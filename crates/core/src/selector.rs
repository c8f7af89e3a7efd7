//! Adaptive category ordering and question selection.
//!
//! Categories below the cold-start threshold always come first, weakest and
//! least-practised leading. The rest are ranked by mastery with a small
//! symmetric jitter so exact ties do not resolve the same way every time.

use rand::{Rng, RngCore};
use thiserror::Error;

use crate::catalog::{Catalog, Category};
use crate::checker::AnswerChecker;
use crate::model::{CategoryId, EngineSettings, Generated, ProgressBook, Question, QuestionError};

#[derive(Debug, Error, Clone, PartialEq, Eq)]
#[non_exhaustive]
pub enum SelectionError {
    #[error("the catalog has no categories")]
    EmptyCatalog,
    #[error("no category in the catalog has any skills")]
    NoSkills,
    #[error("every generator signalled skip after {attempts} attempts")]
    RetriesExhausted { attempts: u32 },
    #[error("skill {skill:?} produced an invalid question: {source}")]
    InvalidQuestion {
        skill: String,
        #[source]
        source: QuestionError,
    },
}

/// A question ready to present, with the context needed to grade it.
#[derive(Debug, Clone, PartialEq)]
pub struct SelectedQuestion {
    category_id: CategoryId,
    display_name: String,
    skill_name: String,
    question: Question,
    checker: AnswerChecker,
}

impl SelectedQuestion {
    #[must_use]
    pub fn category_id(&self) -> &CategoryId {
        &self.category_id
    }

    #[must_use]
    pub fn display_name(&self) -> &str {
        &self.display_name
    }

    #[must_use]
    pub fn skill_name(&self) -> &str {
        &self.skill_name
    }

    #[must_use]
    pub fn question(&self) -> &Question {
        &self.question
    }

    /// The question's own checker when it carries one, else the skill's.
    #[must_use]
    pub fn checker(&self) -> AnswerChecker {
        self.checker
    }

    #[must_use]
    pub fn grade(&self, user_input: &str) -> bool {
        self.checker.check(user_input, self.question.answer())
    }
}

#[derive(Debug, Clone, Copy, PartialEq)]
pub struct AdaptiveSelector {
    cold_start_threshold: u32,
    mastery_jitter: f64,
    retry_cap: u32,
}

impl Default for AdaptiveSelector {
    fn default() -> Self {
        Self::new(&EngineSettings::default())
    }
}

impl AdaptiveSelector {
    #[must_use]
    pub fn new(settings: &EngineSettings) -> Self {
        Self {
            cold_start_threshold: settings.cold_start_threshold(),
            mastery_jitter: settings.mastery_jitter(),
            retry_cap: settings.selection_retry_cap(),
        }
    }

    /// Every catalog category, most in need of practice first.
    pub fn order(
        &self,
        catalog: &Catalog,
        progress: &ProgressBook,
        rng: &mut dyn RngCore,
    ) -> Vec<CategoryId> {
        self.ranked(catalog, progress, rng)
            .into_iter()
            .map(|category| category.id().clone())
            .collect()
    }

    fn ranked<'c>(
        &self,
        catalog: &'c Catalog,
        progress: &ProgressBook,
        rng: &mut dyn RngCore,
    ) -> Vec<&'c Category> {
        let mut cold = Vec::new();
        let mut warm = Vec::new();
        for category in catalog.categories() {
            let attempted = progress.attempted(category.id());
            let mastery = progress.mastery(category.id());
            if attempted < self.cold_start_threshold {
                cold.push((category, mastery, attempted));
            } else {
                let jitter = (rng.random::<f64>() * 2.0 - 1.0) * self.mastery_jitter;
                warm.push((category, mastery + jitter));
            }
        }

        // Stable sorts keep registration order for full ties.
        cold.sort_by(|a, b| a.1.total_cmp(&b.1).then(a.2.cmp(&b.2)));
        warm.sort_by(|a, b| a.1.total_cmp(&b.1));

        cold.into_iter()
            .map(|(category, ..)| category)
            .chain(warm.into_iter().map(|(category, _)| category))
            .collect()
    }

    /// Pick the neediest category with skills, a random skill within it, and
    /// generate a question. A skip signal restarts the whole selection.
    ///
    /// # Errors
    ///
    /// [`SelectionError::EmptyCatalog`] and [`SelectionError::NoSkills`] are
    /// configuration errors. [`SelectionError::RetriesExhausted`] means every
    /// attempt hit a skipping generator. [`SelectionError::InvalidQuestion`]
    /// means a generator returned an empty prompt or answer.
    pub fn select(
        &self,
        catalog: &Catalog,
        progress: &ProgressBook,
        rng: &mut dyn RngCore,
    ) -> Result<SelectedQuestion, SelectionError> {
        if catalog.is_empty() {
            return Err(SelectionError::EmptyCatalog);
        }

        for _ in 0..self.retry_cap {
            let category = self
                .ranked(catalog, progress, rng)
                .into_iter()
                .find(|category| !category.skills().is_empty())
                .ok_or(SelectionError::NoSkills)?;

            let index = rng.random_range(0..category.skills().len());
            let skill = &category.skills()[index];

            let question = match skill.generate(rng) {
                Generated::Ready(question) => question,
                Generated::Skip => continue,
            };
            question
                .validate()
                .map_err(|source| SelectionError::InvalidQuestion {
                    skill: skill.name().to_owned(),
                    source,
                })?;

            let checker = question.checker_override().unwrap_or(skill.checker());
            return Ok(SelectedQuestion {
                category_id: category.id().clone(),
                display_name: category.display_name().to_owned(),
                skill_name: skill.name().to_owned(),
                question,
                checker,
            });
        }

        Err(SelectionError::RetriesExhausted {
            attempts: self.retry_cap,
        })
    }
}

· · · · · · ·

- [What you are asked to do]:
Look above for the line holding "fn default() ->". Print it and every line after it, exactly, through the line holding "let mut warm = Vec::new();".

- [The completed task]:
    fn default() -> Self {
        Self::new(&EngineSettings::default())
    }
}

impl AdaptiveSelector {
    #[must_use]
    pub fn new(settings: &EngineSettings) -> Self {
        Self {
            cold_start_threshold: settings.cold_start_threshold(),
            mastery_jitter: settings.mastery_jitter(),
            retry_cap: settings.selection_retry_cap(),
        }
    }

    /// Every catalog category, most in need of practice first.
    pub fn order(
        &self,
        catalog: &Catalog,
        progress: &ProgressBook,
        rng: &mut dyn RngCore,
    ) -> Vec<CategoryId> {
        self.ranked(catalog, progress, rng)
            .into_iter()
            .map(|category| category.id().clone())
            .collect()
    }

    fn ranked<'c>(
        &self,
        catalog: &'c Catalog,
        progress: &ProgressBook,
        rng: &mut dyn RngCore,
    ) -> Vec<&'c Category> {
        let mut cold = Vec::new();
        let mut warm = Vec::new();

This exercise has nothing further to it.